----- Records for this task -----

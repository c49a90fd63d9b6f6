//! Watermelon Club - a fruit dropping merge game
//!
//! Core modules:
//! - `sim`: Frame-stepped simulation (physics, collisions, merges, game state)
//! - `renderer`: WebGPU rendering pipeline
//! - `platform`: Browser/native platform abstraction
//! - `audio`: Procedural sound cues
//! - `highscores`: Best score readout
//! - `settings`: Player preferences

pub mod audio;
pub mod highscores;
pub mod platform;
pub mod renderer;
pub mod settings;
pub mod sim;

pub use highscores::BestScores;
pub use settings::{QualityPreset, Settings};

use glam::Vec2;

/// Game configuration constants
///
/// Motion constants are expressed per simulation frame, not per second.
pub mod consts {
    /// Fixed simulation timestep (one frame at 60 Hz)
    pub const SIM_DT: f32 = 1.0 / 60.0;
    /// Maximum substeps per frame to prevent spiral of death
    pub const MAX_SUBSTEPS: u32 = 4;
    /// Longest wall-clock frame fed to the simulation (seconds)
    pub const MAX_FRAME_DT: f32 = 0.1;

    /// Board dimensions (y grows downward)
    pub const BOARD_WIDTH: f32 = 400.0;
    pub const BOARD_HEIGHT: f32 = 500.0;

    /// Settled fruit touching this line ends the game
    pub const GAME_OVER_LINE: f32 = 100.0;
    /// Where dropped fruits appear
    pub const SPAWN_Y: f32 = 40.0;
    /// Where the next-fruit preview is drawn
    pub const PREVIEW_Y: f32 = 30.0;

    /// Downward acceleration (px/frame²)
    pub const GRAVITY: f32 = 0.5;
    /// Restitution for walls, floor and fruit contacts
    pub const BOUNCE: f32 = 0.7;
    /// Multiplicative velocity damping per frame
    pub const FRICTION: f32 = 0.99;
    /// Multiplicative angular velocity damping per frame
    pub const ANGULAR_DAMPING: f32 = 0.98;
    /// How strongly horizontal motion spins a fruit
    pub const ROLL_FACTOR: f32 = 0.1;
    /// Extra spin picked up on floor contact
    pub const FLOOR_ROLL_FACTOR: f32 = 0.5;
    /// Random spin range for a freshly dropped fruit (±)
    pub const DROP_SPIN: f32 = 0.05;

    /// Fruits younger than this (in frames) never merge
    pub const MERGE_MIN_AGE: u32 = 30;
    /// Gap allowed between "touching" fruits when merging (px)
    pub const MERGE_TOLERANCE: f32 = 1.0;
    /// Upward kick given to a freshly merged fruit
    pub const MERGE_POP_SPEED: f32 = 2.0;

    /// Velocity magnitude below which a fruit counts as settled
    pub const SETTLE_EPSILON: f32 = 0.1;
    /// Drops are sampled from tiers `0..STARTER_TIERS`
    pub const STARTER_TIERS: usize = 5;

    /// Debris particles in a merge splash
    pub const SPLASH_PARTICLES: usize = 20;
    /// Debris lifetime (frames)
    pub const SPLASH_LIFETIME: u32 = 60;
    /// Score label lifetime (frames)
    pub const LABEL_LIFETIME: u32 = 90;
    /// Score label rise speed (px/frame)
    pub const LABEL_RISE_SPEED: f32 = 1.0;
    /// Debris feel this fraction of fruit gravity
    pub const PARTICLE_GRAVITY_SCALE: f32 = 0.2;
    /// Debris velocity damping per frame
    pub const PARTICLE_DAMPING: f32 = 0.98;
}

/// Clamp a horizontal position so a circle of `radius` stays on the board
#[inline]
pub fn clamp_to_board(x: f32, radius: f32) -> f32 {
    x.clamp(radius, consts::BOARD_WIDTH - radius)
}

/// Midpoint between two positions
#[inline]
pub fn midpoint(a: Vec2, b: Vec2) -> Vec2 {
    (a + b) * 0.5
}

/// Convert a packed `0xRRGGBB` colour into linear-ish RGBA floats
pub const fn rgb(hex: u32) -> [f32; 4] {
    [
        ((hex >> 16) & 0xFF) as f32 / 255.0,
        ((hex >> 8) & 0xFF) as f32 / 255.0,
        (hex & 0xFF) as f32 / 255.0,
        1.0,
    ]
}
//! WebGPU rendering module
//!
//! `scene` turns game state into a board-space triangle list; `pipeline`
//! maps it to the viewport and draws it in a single pass.

pub mod pipeline;
pub mod scene;
pub mod shapes;
pub mod vertex;

pub use pipeline::{RenderState, board_to_ndc, viewport_to_board};
pub use scene::build_scene;
pub use vertex::Vertex;
//! Platform abstraction layer
//!
//! Handles browser/native differences for:
//! - Storage (LocalStorage on web, in-memory natively)

pub mod storage;

pub use storage::{KeyValueStore, MemoryStore};

#[cfg(target_arch = "wasm32")]
pub use storage::LocalStore;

-----

- _What is expected_
All that belongs in your answer is the stretch of entries above from the line with "pub const SIM_DT: f32 = 1.0 / 60.0;" through the line with "pub const STARTER_TIERS: usize = 5;", printed exactly.

- _Response to this task_
    pub const SIM_DT: f32 = 1.0 / 60.0;
    /// Maximum substeps per frame to prevent spiral of death
    pub const MAX_SUBSTEPS: u32 = 4;
    /// Longest wall-clock frame fed to the simulation (seconds)
    pub const MAX_FRAME_DT: f32 = 0.1;

    /// Board dimensions (y grows downward)
    pub const BOARD_WIDTH: f32 = 400.0;
    pub const BOARD_HEIGHT: f32 = 500.0;

    /// Settled fruit touching this line ends the game
    pub const GAME_OVER_LINE: f32 = 100.0;
    /// Where dropped fruits appear
    pub const SPAWN_Y: f32 = 40.0;
    /// Where the next-fruit preview is drawn
    pub const PREVIEW_Y: f32 = 30.0;

    /// Downward acceleration (px/frame²)
    pub const GRAVITY: f32 = 0.5;
    /// Restitution for walls, floor and fruit contacts
    pub const BOUNCE: f32 = 0.7;
    /// Multiplicative velocity damping per frame
    pub const FRICTION: f32 = 0.99;
    /// Multiplicative angular velocity damping per frame
    pub const ANGULAR_DAMPING: f32 = 0.98;
    /// How strongly horizontal motion spins a fruit
    pub const ROLL_FACTOR: f32 = 0.1;
    /// Extra spin picked up on floor contact
    pub const FLOOR_ROLL_FACTOR: f32 = 0.5;
    /// Random spin range for a freshly dropped fruit (±)
    pub const DROP_SPIN: f32 = 0.05;

    /// Fruits younger than this (in frames) never merge
    pub const MERGE_MIN_AGE: u32 = 30;
    /// Gap allowed between "touching" fruits when merging (px)
    pub const MERGE_TOLERANCE: f32 = 1.0;
    /// Upward kick given to a freshly merged fruit
    pub const MERGE_POP_SPEED: f32 = 2.0;

    /// Velocity magnitude below which a fruit counts as settled
    pub const SETTLE_EPSILON: f32 = 0.1;
    /// Drops are sampled from tiers `0..STARTER_TIERS`
    pub const STARTER_TIERS: usize = 5;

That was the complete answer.